— Напугалась? — тихо спросил брохус.
— А что было-то? — Виша сморгнула капли воды и рискнула заглянуть Тойво в глаза. А он их так и не открыл. Так и стоял, зажмурившись, крепко прижимая к себе девушку.
— Ничего особенного. Ты поставила на уши всю «Мертвецкую», — он прикоснулся губами к ее виску, — налеталась до того, что рухнула бы из-под потолка на пол, если бы Иво тебя не поймал, — Тойво перевел дыхание, — и потом…
— Что?!.. — представив себе спящую в комнате компанию и свою теперешнюю репутацию, Виша похолодела.
— Ничего. — Тойво чуть отстранился. — Не пытайся вспоминать, ничего не было. Я только позволил себе снять с тебя сапоги и пояс.
— А чей это дом?
— Мой. Так что не стесняйся… — брохус по-прежнему не открывал глаз, будто спал и не желал просыпаться. Капли воды разбивались о его голый череп, стекали по спокойному, некрасивому лицу, задерживались на вживленных металлических дисках, повисали на темных слипшихся ресницах. Виша смотрела на него и с трудом могла поверить в то, что этот худой, совсем еще молодой брохус — каратель, один из тех, о ком сами брохусы рассказывают легенды…Что-нибудь вроде того, как один парень взглядом выжигает акры Леса. Тойво дышал медленно, размеренно, будто и вправду спал.
И вдруг Више стало так одиноко, так тоскливо, словно не осталось на земле ни одного человека, что любил бы ее и помнил о ней. Она прижалась к брохусу, спасаясь от вновь вернувшегося к ней понимания — не будет больше так, как было раньше. Не будет Высшей Школы с гарантированным дипломом, не будет музея, не будет работы реликвария, не будет Джесхета… все закончилось враз, без предупреждений и снисхождения. Не закончив прежних дел, не получив признания, она была отброшена в начало пути.

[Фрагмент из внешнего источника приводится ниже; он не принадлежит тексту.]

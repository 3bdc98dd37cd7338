//! Player tuning: health, lives, respawn rules and arena bounds.

use anyhow::{Context, Result};
use serde::Deserialize;

fn default_hp() -> i32 {
    3
}
fn default_speed() -> f32 {
    8.0
}
fn default_radius() -> f32 {
    0.45
}
fn default_lives() -> i32 {
    3
}
fn default_respawn_delay() -> f32 {
    2.0
}
fn default_invincibility() -> f32 {
    10.0
}

#[derive(Debug, Clone, Copy, Deserialize)]
pub struct ArenaBounds {
    pub min_x: f32,
    pub max_x: f32,
    pub min_y: f32,
    pub max_y: f32,
}

impl Default for ArenaBounds {
    fn default() -> Self {
        Self {
            min_x: -8.0,
            max_x: 8.0,
            min_y: -4.0,
            max_y: 4.0,
        }
    }
}

#[derive(Debug, Clone, Deserialize)]
pub struct PlayerCfg {
    #[serde(default = "default_hp")]
    pub hp: i32,
    #[serde(default = "default_speed")]
    pub speed: f32,
    #[serde(default = "default_radius")]
    pub radius: f32,
    #[serde(default = "default_lives")]
    pub starting_lives: i32,
    #[serde(default)]
    pub infinite_lives: bool,
    #[serde(default = "default_respawn_delay")]
    pub respawn_delay_s: f32,
    /// How long pickup-granted invincibility lasts.
    #[serde(default = "default_invincibility")]
    pub invincibility_cooldown_s: f32,
    #[serde(default)]
    pub invincible_at_start: bool,
    #[serde(default)]
    pub bounds: ArenaBounds,
    #[serde(default)]
    pub death_anim_s: f32,
    #[serde(default)]
    pub death_sound_s: f32,
    /// Cannon emitter offsets, one bullet each when the cannon shot is armed.
    #[serde(default)]
    pub cannon_offsets: Vec<[f32; 2]>,
}

impl Default for PlayerCfg {
    fn default() -> Self {
        Self {
            hp: default_hp(),
            speed: default_speed(),
            radius: default_radius(),
            starting_lives: default_lives(),
            infinite_lives: false,
            respawn_delay_s: default_respawn_delay(),
            invincibility_cooldown_s: default_invincibility(),
            invincible_at_start: false,
            bounds: ArenaBounds::default(),
            death_anim_s: 0.8,
            death_sound_s: 1.2,
            cannon_offsets: vec![[-0.5, 0.1], [0.5, 0.1]],
        }
    }
}

impl PlayerCfg {
    pub fn load_default() -> Result<Self> {
        let path = crate::data_root().join("config/player.toml");
        if path.is_file() {
            let txt = std::fs::read_to_string(&path)
                .with_context(|| format!("read {}", path.display()))?;
            let cfg: Self = toml::from_str(&txt).context("parse player TOML")?;
            Ok(cfg)
        } else {
            Ok(Self::default())
        }
    }
}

Если бы не Тойво, неизвестно, на что бы она решилась. Может, отравила бы воду в бассейне у ректорского особняка, ибо было чем. А может, отправилась бы искать Джесхета — как иголку в стогу сена.
…Тойво целовал вишины закрытые глаза и распутывал ее мысли так осторожно, что поначалу она даже не почувствовала его прикосновений; легко и безболезненно гасил тоску и обиды, словно вытаскивал занозы. Брохус успокаивал хаос ее сознания как плачущего ребенка. Виша не стала сопротивляться — кто же отказывается от обезболивающего? Теплая вода струилась по вишиным волосам, по спине… и точно так же ее распутанные, успокоенные мысли струились сквозь пальцы Тойво, и вся печаль стекала, уходила… Виша целовала губы Тойво — обветренные, искусанные как у подростка, гладила влажную спину, запинаясь пальцами на закрытых разъемах системы жизнеобеспечения, чувствовала его прерывистое, горячее дыхание у себя на шее и это было хорошо. Тойво, сам не веря своему счастью, пытался быть настолько нежным, насколько это было возможно для такого как он; и это было очень хорошо.

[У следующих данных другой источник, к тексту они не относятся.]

//! Player death, respawn, out-of-lives and restart.

use blitz_core::components::{DamageEvent, DamageKind, LifeState, PickupKind, ShotKind};
use blitz_sim::{GameState, PlayerInput};
use glam::Vec2;

fn idle() -> PlayerInput {
    PlayerInput::default()
}

fn kill_player(state: &mut GameState) {
    let player = state.player.expect("player");
    state.queue_damage(
        player,
        None,
        DamageEvent {
            kind: DamageKind::EnemyBullet,
            amount: -1,
            destroy_source: false,
        },
    );
}

#[test]
fn player_respawns_with_reset_state() {
    let mut state = GameState::new(2);
    let spawn = Vec2::new(0.0, -3.0);
    let player = state.spawn_player(spawn);
    state.apply_pickup(PickupKind::Laser);
    assert_eq!(state.pstate.shot, ShotKind::Laser);

    kill_player(&mut state);
    state.step(0.1, &idle());
    assert!(state.is_player_dead());
    assert_eq!(state.pstate.lives, 3, "life is taken at stage one, not on the hit");

    state.step(0.1, &idle());
    assert_eq!(state.pstate.lives, 2);
    let p = state.actors.get(player).unwrap();
    assert!(!p.collider_on);
    assert!(!p.motion_on);

    // Drift the corpse away from home, then wait out anim + tail + respawn
    // delay (0.8 + 0.4 + 2.0 seconds).
    state.actors.get_mut(player).unwrap().pos = Vec2::new(5.0, 0.0);
    for _ in 0..40 {
        state.step(0.1, &idle());
    }
    let p = state.actors.get(player).unwrap();
    assert_eq!(p.life, LifeState::Alive);
    assert_eq!(p.pos, spawn, "respawn returns to the original spawn point");
    assert_eq!(p.hp.hp, p.hp.max);
    assert!(p.collider_on && p.motion_on && p.visible);
    assert_eq!(state.pstate.shot, ShotKind::Regular, "weapon mode reset");
}

#[test]
fn out_of_lives_is_terminal_until_restart() {
    let mut state = GameState::new(2);
    let player = state.spawn_player(Vec2::new(0.0, -3.0));
    state.pstate.lives = 1;

    kill_player(&mut state);
    for _ in 0..40 {
        state.step(0.1, &idle());
    }
    assert!(state.player_out_of_lives());
    assert_eq!(
        state.actors.get(player).unwrap().life,
        LifeState::Defeated,
        "the player actor is never destroyed"
    );

    // Defeated holds indefinitely.
    for _ in 0..50 {
        state.step(0.1, &idle());
    }
    assert!(state.player_out_of_lives());

    // Restart re-enters play with no respawn delay.
    state.restart_game();
    state.step(0.1, &idle());
    let p = state.actors.get(player).unwrap();
    assert_eq!(p.life, LifeState::Alive);
    assert_eq!(state.pstate.lives, state.pstate.starting_lives);
    assert_eq!(state.score, 0);
}

#[test]
fn pickup_invincibility_expires_but_blocks_damage_while_armed() {
    let mut state = GameState::new(2);
    let player = state.spawn_player(Vec2::new(0.0, -3.0));
    state.apply_pickup(PickupKind::Invincibility);
    assert!(state.actors.get(player).unwrap().invincible);

    kill_player(&mut state);
    state.step(0.1, &idle());
    assert!(!state.is_player_dead(), "invincible rejects the hit");

    // Cooldown is 10s; it wears off and damage lands again.
    for _ in 0..110 {
        state.step(0.1, &idle());
    }
    assert!(!state.actors.get(player).unwrap().invincible);
    kill_player(&mut state);
    state.step(0.1, &idle());
    assert!(state.is_player_dead());
}

#[test]
fn one_up_clamps_at_max_lives() {
    let mut state = GameState::new(2);
    state.spawn_player(Vec2::new(0.0, -3.0));
    for _ in 0..10 {
        state.apply_pickup(PickupKind::OneUp);
    }
    assert_eq!(state.pstate.lives, blitz_sim::MAX_LIVES);
}

#[test]
fn game_over_sweeps_everything_but_the_player() {
    let mut state = GameState::new(2);
    let player = state.spawn_player(Vec2::new(0.0, -3.0));
    let _ = state.spawn_enemy(
        "raider",
        Vec2::new(3.0, 3.0),
        blitz_sim::motion::Motion::InDirection(blitz_sim::motion::InDirection::new(Vec2::Y)),
    );
    let _ = state.spawn_enemy(
        "drone",
        Vec2::new(-3.0, 3.0),
        blitz_sim::motion::Motion::InDirection(blitz_sim::motion::InDirection::new(Vec2::Y)),
    );
    assert_eq!(state.actors.len(), 3);

    state.game_over = true;
    state.step(0.1, &idle());
    assert_eq!(state.actors.len(), 1);
    assert!(state.actors.get(player).is_some());
}

#[test]
fn lifetime_expiry_skips_the_death_sequence() {
    let mut state = GameState::new(2);
    let id = state
        .spawn_enemy(
            "raider",
            Vec2::new(0.0, 3.0),
            blitz_sim::motion::Motion::InDirection(blitz_sim::motion::InDirection::new(Vec2::Y)),
        )
        .expect("spawn");
    {
        let a = state.actors.get_mut(id).unwrap();
        a.lifetime_s = Some(0.15);
        a.pickup_chance = 1.0;
    }
    let mut pickups = 0usize;
    for _ in 0..5 {
        let ctx = state.step(0.1, &idle());
        pickups += ctx.pickups.len();
    }
    assert!(state.actors.get(id).is_none(), "expired without dying stages");
    assert_eq!(pickups, 0, "no pickup roll on plain expiry");
}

Брохус поглотил взрыв ее отчаяния, спрятал от горя за теплыми струями воды. И пока он любил ее, Виша не чувствовала себя, не помнила о себе, и не было в те минуты ни боли, ни печали.
Когда Виша вернулась в реальный мир, то оказалось, что вода в душе уже выключена, а сама она, закутанная в огромное пушистое полотенце, сидит в низком круглом кресле, и больше никого, кроме нее, в ванной комнате нет. Девушка еще немного посидела, потом встала, оделась, расчесала почти сухие волосы, заблестевшие молодым серебром, и отправилась искать кухню. Ей было одновременно легко и как-то не по себе — она не любила новых мужчин уже целый год, с тех самых пор, как стала ученицей Джесхета Ломара и поселилась в его доме, к тому же с брохусами у нее до сегодняшнего дня тоже не получалось. Конечно, можно было принять случившееся как акт милосердия… или как терапию… или вообще решить для себя, что Тойво так и не проснулся и она была его предутренним сном.
В кухне за большим столом сидели все те, кого Виша видела спящими вповалку на полу спальни. На черной стеклянной столешнице тускло светились фарфоровые чашки, судя по рисунку, достойные любой музейной коллекции, голограмма окна демонстрировала чистое синее небо и стайку резвящихся бабочек, которые по прихоти программы иногда превращались в пестрых рыбок. Из недр холодильного шкафа вынырнул Тойво.
— Увы, — он поежился, закрывая шкаф, — пусто. Я же только вчера с вахты.
— Ничего, не стоит беспокойства, — подал голос один из эльфов, не знакомый Више Иво, а другой, любитель спать голышом. — Это утро не так уж и нуждается в еде.